* [What is being asked]: Transcribe the lines from the start of the data below through the line with "pub struct CliArgs", word for word and nothing more.

* [Provided data]:
######

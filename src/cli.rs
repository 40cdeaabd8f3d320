use crate::config::GeneratorConfig;
use crate::manifest::{merge, ManifestParser};
use crate::metadata::Metadata;
use crate::openapi_builder::generate;
use crate::scanner::ManifestScanner;
use crate::serializer::{serialize_json, serialize_yaml, write_to_file};
use anyhow::{bail, Result};
use clap::{Parser, ValueEnum};
use log::{debug, info, warn};
use std::path::PathBuf;

/// Generate an OpenAPI document from reflected route and type metadata
#[derive(Parser, Debug)]
#[command(name = "openapi-from-metadata")]
#[command(author, version, about, long_about = None)]
pub struct CliArgs {
    /// Manifest file, or directory of manifest fragments
    #[arg(value_name = "MANIFEST_PATH")]
    pub manifest_path: PathBuf,

    /// Output format (yaml or json)
    #[arg(short = 'f', long = "format", value_enum, default_value = "yaml")]
    pub output_format: OutputFormat,

    /// Output file path (if not specified, outputs to stdout)
    #[arg(short = 'o', long = "output", value_name = "FILE")]
    pub output_path: Option<PathBuf>,

    /// Generator configuration file (YAML or JSON)
    #[arg(short = 'c', long = "config", value_name = "FILE")]
    pub config_path: Option<PathBuf>,

    /// Document title, overrides the configuration
    #[arg(long)]
    pub title: Option<String>,

    /// Document version, overrides the configuration
    #[arg(long = "api-version")]
    pub api_version: Option<String>,

    /// Directory used to resolve relative source file references
    #[arg(long, value_name = "DIR")]
    pub source_root: Option<PathBuf>,

    /// Only document routes matching this pattern (`prefix*` or exact, repeatable)
    #[arg(long = "include", value_name = "PATTERN")]
    pub include: Vec<String>,

    /// Skip routes matching this pattern (repeatable)
    #[arg(long = "exclude", value_name = "PATTERN")]
    pub exclude: Vec<String>,

    /// Only document routes carrying this middleware tag (repeatable)
    #[arg(long = "middleware", value_name = "TAG")]
    pub middleware: Vec<String>,

    /// Enable verbose output
    #[arg(short = 'v', long = "verbose")]
    pub verbose: bool,
}

/// Output format options
#[derive(Debug, Clone, Copy, ValueEnum)]
pub enum OutputFormat {
    Yaml,
    Json,
}

/// Validate and log already-parsed arguments
pub fn validate_args(args: CliArgs) -> Result<CliArgs> {
    debug!("Parsed arguments: {:?}", args);

    if !args.manifest_path.exists() {
        bail!("Manifest path does not exist: {}", args.manifest_path.display());
    }
    if let Some(config) = &args.config_path {
        if !config.is_file() {
            bail!("Config file does not exist: {}", config.display());
        }
    }

    info!("Manifest path: {}", args.manifest_path.display());
    info!("Output format: {:?}", args.output_format);
    match &args.output_path {
        Some(output) => info!("Output file: {}", output.display()),
        None => info!("Output: stdout"),
    }

    Ok(args)
}

/// Configuration file (if any) with command line overrides applied
pub fn effective_config(args: &CliArgs) -> Result<GeneratorConfig> {
    let mut config = match &args.config_path {
        Some(path) => GeneratorConfig::load(path)?,
        None => GeneratorConfig::default(),
    };

    if let Some(title) = &args.title {
        config.info.title = title.clone();
    }
    if let Some(version) = &args.api_version {
        config.info.version = version.clone();
    }
    if args.source_root.is_some() {
        config.source_root = args.source_root.clone();
    }
    config.routes.include.extend(args.include.iter().cloned());
    config.routes.exclude.extend(args.exclude.iter().cloned());
    config.routes.middleware.extend(args.middleware.iter().cloned());

    Ok(config)
}

/// Scan, parse and merge every manifest under `args.manifest_path`
pub fn load_metadata(args: &CliArgs, config: &GeneratorConfig) -> Result<Metadata> {
    let scan_result = ManifestScanner::new(args.manifest_path.clone()).scan()?;
    info!("Found {} manifest files", scan_result.manifests.len());
    if scan_result.manifests.is_empty() {
        bail!("No manifest files found under {}", args.manifest_path.display());
    }

    let parser = ManifestParser::new().with_source_root(config.source_root.clone());
    let fragments: Vec<Metadata> = parser
        .parse_files(&scan_result.manifests)
        .into_iter()
        .filter_map(Result::ok)
        .collect();

    if fragments.is_empty() {
        bail!("No manifest could be parsed successfully");
    }
    info!("Parsed {} of {} manifests", fragments.len(), scan_result.manifests.len());

    Ok(merge(fragments))
}

/// Run the main workflow
pub fn run(args: CliArgs) -> Result<()> {
    info!("Starting OpenAPI document generation...");

    let config = effective_config(&args)?;
    let metadata = load_metadata(&args, &config)?;

    let routes_in_scope = config.routes.apply(&metadata.routes).len();
    info!(
        "{} of {} routes selected for documentation",
        routes_in_scope,
        metadata.routes.len()
    );
    if routes_in_scope == 0 {
        warn!("No routes to document");
    }

    let document = generate(&metadata, &config);

    let content = match args.output_format {
        OutputFormat::Yaml => serialize_yaml(&document)?,
        OutputFormat::Json => serialize_json(&document)?,
    };

    match &args.output_path {
        Some(output_path) => {
            write_to_file(&content, output_path)?;
            info!("Wrote OpenAPI document to {}", output_path.display());
        }
        None => println!("{}", content),
    }

    info!("Summary:");
    info!("  - Routes processed: {}", routes_in_scope);
    info!("  - Paths: {}", document.paths.len());
    info!("  - Operations: {}", document.operation_count());
    info!("  - Schemas: {}", document.components.schemas.len());

    Ok(())
}

#[cfg(test)]
mod tests {
    use super::*;
    use std::fs;
    use tempfile::TempDir;

    #[test]
    fn test_overrides_apply_on_top_of_config_file() {
        let temp_dir = TempDir::new().unwrap();
        let config_path = temp_dir.path().join("config.yaml");
        fs::write(
            &config_path,
            "info:\n  title: From file\n  version: 0.1.0\nroutes:\n  include: [\"api/*\"]\n",
        )
        .unwrap();

        let args = CliArgs::parse_from([
            "openapi-from-metadata",
            temp_dir.path().to_str().unwrap(),
            "--config",
            config_path.to_str().unwrap(),
            "--api-version",
            "2.0.0",
            "--exclude",
            "api/internal/*",
        ]);
        let config = effective_config(&args).unwrap();

        assert_eq!(config.info.title, "From file");
        assert_eq!(config.info.version, "2.0.0");
        assert_eq!(config.routes.include, vec!["api/*".to_string()]);
        assert_eq!(config.routes.exclude, vec!["api/internal/*".to_string()]);
    }

    #[test]
    fn test_missing_manifest_path_is_rejected() {
        let temp_dir = TempDir::new().unwrap();
        let missing = temp_dir.path().join("missing.json");
        let args = CliArgs::parse_from(["openapi-from-metadata", missing.to_str().unwrap()]);

        assert!(validate_args(args).is_err());
    }

    #[test]
    fn test_validate_args_checks_config_file() {
        let temp_dir = TempDir::new().unwrap();
        let manifest = temp_dir.path().join("manifest.json");
        fs::write(&manifest, "{}").unwrap();
        let missing_config = temp_dir.path().join("missing.yaml");

        let args = CliArgs::parse_from(["openapi-from-metadata", manifest.to_str().unwrap()]);
        let validated = validate_args(args).unwrap();
        assert_eq!(validated.manifest_path, manifest);

        let args = CliArgs::parse_from([
            "openapi-from-metadata",
            manifest.to_str().unwrap(),
            "--config",
            missing_config.to_str().unwrap(),
        ]);
        assert!(validate_args(args).is_err());
    }

    #[test]
    fn test_run_writes_document() {
        let temp_dir = TempDir::new().unwrap();
        let manifest = temp_dir.path().join("manifest.json");
        fs::write(
            &manifest,
            r#"{"routes": [{"uri": "api/health", "methods": ["GET"],
                            "controller": "HealthController", "action": "index"}]}"#,
        )
        .unwrap();
        let output = temp_dir.path().join("out/openapi.json");

        let args = CliArgs::parse_from([
            "openapi-from-metadata",
            manifest.to_str().unwrap(),
            "-f",
            "json",
            "-o",
            output.to_str().unwrap(),
        ]);
        run(args).unwrap();

        let value: serde_json::Value =
            serde_json::from_str(&fs::read_to_string(&output).unwrap()).unwrap();
        assert_eq!(
            value["paths"]["/api/health"]["get"]["operationId"],
            "HealthController.index"
        );
    }
}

######

* [Solution to the exercise]:
filename src/cli.rs
repository 40cdeaabd8f3d320
use crate::config::GeneratorConfig;
use crate::manifest::{merge, ManifestParser};
use crate::metadata::Metadata;
use crate::openapi_builder::generate;
use crate::scanner::ManifestScanner;
use crate::serializer::{serialize_json, serialize_yaml, write_to_file};
use anyhow::{bail, Result};
use clap::{Parser, ValueEnum};
use log::{debug, info, warn};
use std::path::PathBuf;

/// Generate an OpenAPI document from reflected route and type metadata
#[derive(Parser, Debug)]
#[command(name = "openapi-from-metadata")]
#[command(author, version, about, long_about = None)]
pub struct CliArgs {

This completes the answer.